14. Starting with the assessed's appeal, the learned counsel for the assessed submitted before us that the assessed filed the return on the basis of the audited accounts of Central office only under bona fide belief that it was liable to file the return for the Central office only and the State and other units were liable to file their respective returns separately. The assessing officer asked the assessed to file consolidated accounts on all India basis on 28-11-1996. It could receive accounts from 14 State units by 26-4-1997, and furnished the same to the assessing officer on that date. The accounts of the remaining units could not be received as they were spread far and wide all over India. Thus, the assessed was prevented by sufficient reasonable cause from filing the complete accounts, etc., before the assessing officer before completion of the assessment on 31-3-1995. However, accounts of the remaining States and other units were received thereafter and complete audited accounts of all India units were furnished before the learned Commissioner (Appeals). He contended that looking to the reasonable cause, the learned Commissioner (Appeals) should have admitted the accounts furnished under r. 46A and passed fair and just order in the case after considering the same. He further contended that their non- consideration amounted to violation of principle of natural justice. He submitted that appellate proceedings are continuation o assessment proceeding and, thereforee, complete audited accounts furnished before the learned Commissioner (Appeals) should have been admitted and considered by him in the interest of justice and fair play. He relied on the decisions reported as CIT v. Prabhat Zarda Factory : [1996]221ITR791(Patna) , CIT v. Kanpur Coal Syndicate : [1964]53ITR225(SC) , CIT v. Anjuman Moinia Fakharia (1994) 208 ITR 568 , CIT v. Shivanand Electronics : [1994]209ITR63(Bom) , CIT v. Nagpur Hotel owners Association : [1994]209ITR441(Bom) , CIT v. Mumtaz Yarud Dowla Waqf : [1998]234ITR6(AP) , Madeva Upendra Sinai v. Union of India & Ors. : [1975]98ITR209(SC) (SC) Dhrangadhra Chemical Works Ltd. v. CIT : [1975]101ITR491(Bom) , Anglo French Textiles Ltd. v. Income Tax Officer : [1976]103ITR282(Mad) , etc. vide pp. 5 & 6 of written arguments, dated 23-1-2001.
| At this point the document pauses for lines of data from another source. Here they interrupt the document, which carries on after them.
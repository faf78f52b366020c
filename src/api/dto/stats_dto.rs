//! DTOs for the statistics, correlation, hotspot, and event endpoints.

use chrono::{DateTime, Utc};
use serde::{Deserialize, Serialize};

use crate::domain::{HotspotSummary, SeismicEvent};
use crate::persistence::models::ScoreBucket;

/// Query parameters for `GET /earthquakes`.
#[derive(Debug, Clone, Deserialize, utoipa::IntoParams)]
pub struct EarthquakeQuery {
    /// Days of history to include. Defaults to 7.
    #[serde(default = "default_eq_days")]
    pub days: i64,
    /// Minimum magnitude filter. Defaults to 3.0.
    #[serde(default = "default_eq_magnitude")]
    pub min_magnitude: f64,
    /// Maximum number of events (clamped to 200).
    #[serde(default = "default_eq_limit")]
    pub limit: i64,
}

fn default_eq_days() -> i64 {
    7
}

fn default_eq_magnitude() -> f64 {
    3.0
}

fn default_eq_limit() -> i64 {
    100
}

/// One seismic event as surfaced by the API.
#[derive(Debug, Serialize, utoipa::ToSchema)]
pub struct EarthquakeDto {
    /// Row id.
    pub id: i64,
    /// Catalog-assigned identifier.
    pub external_id: String,
    /// Event origin time.
    pub occurred_at: DateTime<Utc>,
    /// Epicenter latitude.
    pub latitude: f64,
    /// Epicenter longitude.
    pub longitude: f64,
    /// Magnitude.
    pub magnitude: Option<f64>,
    /// Place description.
    pub place: Option<String>,
}

impl From<&SeismicEvent> for EarthquakeDto {
    fn from(event: &SeismicEvent) -> Self {
        Self {
            id: event.id,
            external_id: event.external_id.clone(),
            occurred_at: event.occurred_at,
            latitude: event.latitude,
            longitude: event.longitude,
            magnitude: event.magnitude,
            place: event.place.clone(),
        }
    }
}

/// List response for `GET /earthquakes`.
#[derive(Debug, Serialize, utoipa::ToSchema)]
pub struct EarthquakeListResponse {
    /// Number of events returned.
    pub count: usize,
    /// The events.
    pub earthquakes: Vec<EarthquakeDto>,
}

/// Response for `GET /stats`.
#[derive(Debug, Serialize, utoipa::ToSchema)]
pub struct StatsResponse {
    /// Server timestamp.
    pub timestamp: DateTime<Utc>,
    /// Record counters.
    pub totals: StatsTotals,
    /// Geology-focused counters.
    pub geology: StatsGeology,
}

/// Record counters inside [`StatsResponse`].
#[derive(Debug, Serialize, utoipa::ToSchema)]
pub struct StatsTotals {
    /// Total sighting reports.
    pub sighting_reports: i64,
    /// Total seismic events.
    pub seismic_events: i64,
    /// Reports with a sampled anomaly.
    pub reports_with_magnetic_data: i64,
}

/// Geology counters inside [`StatsResponse`].
#[derive(Debug, Serialize, utoipa::ToSchema)]
pub struct StatsGeology {
    /// Reports in the low-magnetic zone.
    pub low_magnetic_reports: i64,
    /// Reports scoring at least 60.
    pub high_score_reports: i64,
    /// Average composite score, rounded to one decimal.
    pub average_score: Option<f64>,
}

/// Score histogram response.
#[derive(Debug, Serialize, utoipa::ToSchema)]
pub struct HistogramResponse {
    /// 10-point buckets with counts.
    pub buckets: Vec<ScoreBucket>,
}

/// Per-zone aggregate inside the correlation response.
#[derive(Debug, Serialize, utoipa::ToSchema)]
pub struct ZoneBreakdown {
    /// Reports in the zone.
    pub count: usize,
    /// Average composite score of scored reports in the zone.
    pub avg_score: Option<f64>,
    /// Share of reports with an orb-like shape, in percent.
    pub orb_percentage: Option<f64>,
}

/// Response for `GET /correlation`.
#[derive(Debug, Serialize, utoipa::ToSchema)]
pub struct CorrelationResponse {
    /// `"ok"` or `"insufficient_data"`.
    pub status: &'static str,
    /// Reports considered.
    pub total_reports: usize,
    /// Low-magnetic zone aggregate (`|anomaly| < 100 nT`).
    #[serde(skip_serializing_if = "Option::is_none")]
    pub low_magnetic: Option<ZoneBreakdown>,
    /// High-magnetic zone aggregate.
    #[serde(skip_serializing_if = "Option::is_none")]
    pub high_magnetic: Option<ZoneBreakdown>,
}

/// One hotspot row as surfaced by the API.
#[derive(Debug, Serialize, utoipa::ToSchema)]
pub struct HotspotDto {
    /// City label.
    pub city: Option<String>,
    /// State label.
    pub state: Option<String>,
    /// Representative latitude.
    pub latitude: Option<f64>,
    /// Representative longitude.
    pub longitude: Option<f64>,
    /// Reports at this location.
    pub report_count: i64,
    /// Average composite score.
    pub avg_score: Option<f64>,
    /// Average grid anomaly in nT.
    pub magnetic_anomaly: Option<f64>,
    /// Share of reports that matched a watch window.
    pub seismic_ratio: Option<f64>,
}

impl From<&HotspotSummary> for HotspotDto {
    fn from(h: &HotspotSummary) -> Self {
        Self {
            city: h.city.clone(),
            state: h.state.clone(),
            latitude: h.latitude,
            longitude: h.longitude,
            report_count: h.report_count,
            avg_score: h.avg_score,
            magnetic_anomaly: h.magnetic_anomaly,
            seismic_ratio: h.seismic_ratio,
        }
    }
}

/// List response for `GET /hotspots`.
#[derive(Debug, Serialize, utoipa::ToSchema)]
pub struct HotspotListResponse {
    /// Number of hotspots returned.
    pub count: usize,
    /// The hotspots.
    pub hotspots: Vec<HotspotDto>,
}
15. He further submitted that the estimate of receipt from voluntary contributions was not permissible under section 13A of the Act. He added that the section concerns grant of exemption in respect of income from house property, other sources and voluntary contribution on fulfillment of the prescribed conditions. In case of non-fulfilment of the prescribed conditions, the exemption is not allowable under section 13A of the Act. However, unlike section 145 of the Act, section 13A of the Act does not empower to estimate income from voluntary contribution. He added that there was no material in possession of the assessing officer that the assessed had hot disclosed any specific voluntary contribution or received any specific voluntary contribution exceeding Rs. 10,000 for which names and addresses were not recorded. He pointed out that the word 'received' used in section 13A of the Act is in respect of voluntary contribution and, hence, it is only the actual voluntary contribution received which can be considered for grant or denial of exemption under section 13A of the Act. There is no scope for applying the provisions on estimated, hypothetical or notional contribution. He added that provisions of section 13A cannot be interpreted in the manner of section 145 because the political party is not a business concern, where sales, profit, etc., can be estimated under section 145 of the Act under certain circumstances. Voluntary contribution does not fall under any head and it is taxable only because of the provisions of section 13A of the Act.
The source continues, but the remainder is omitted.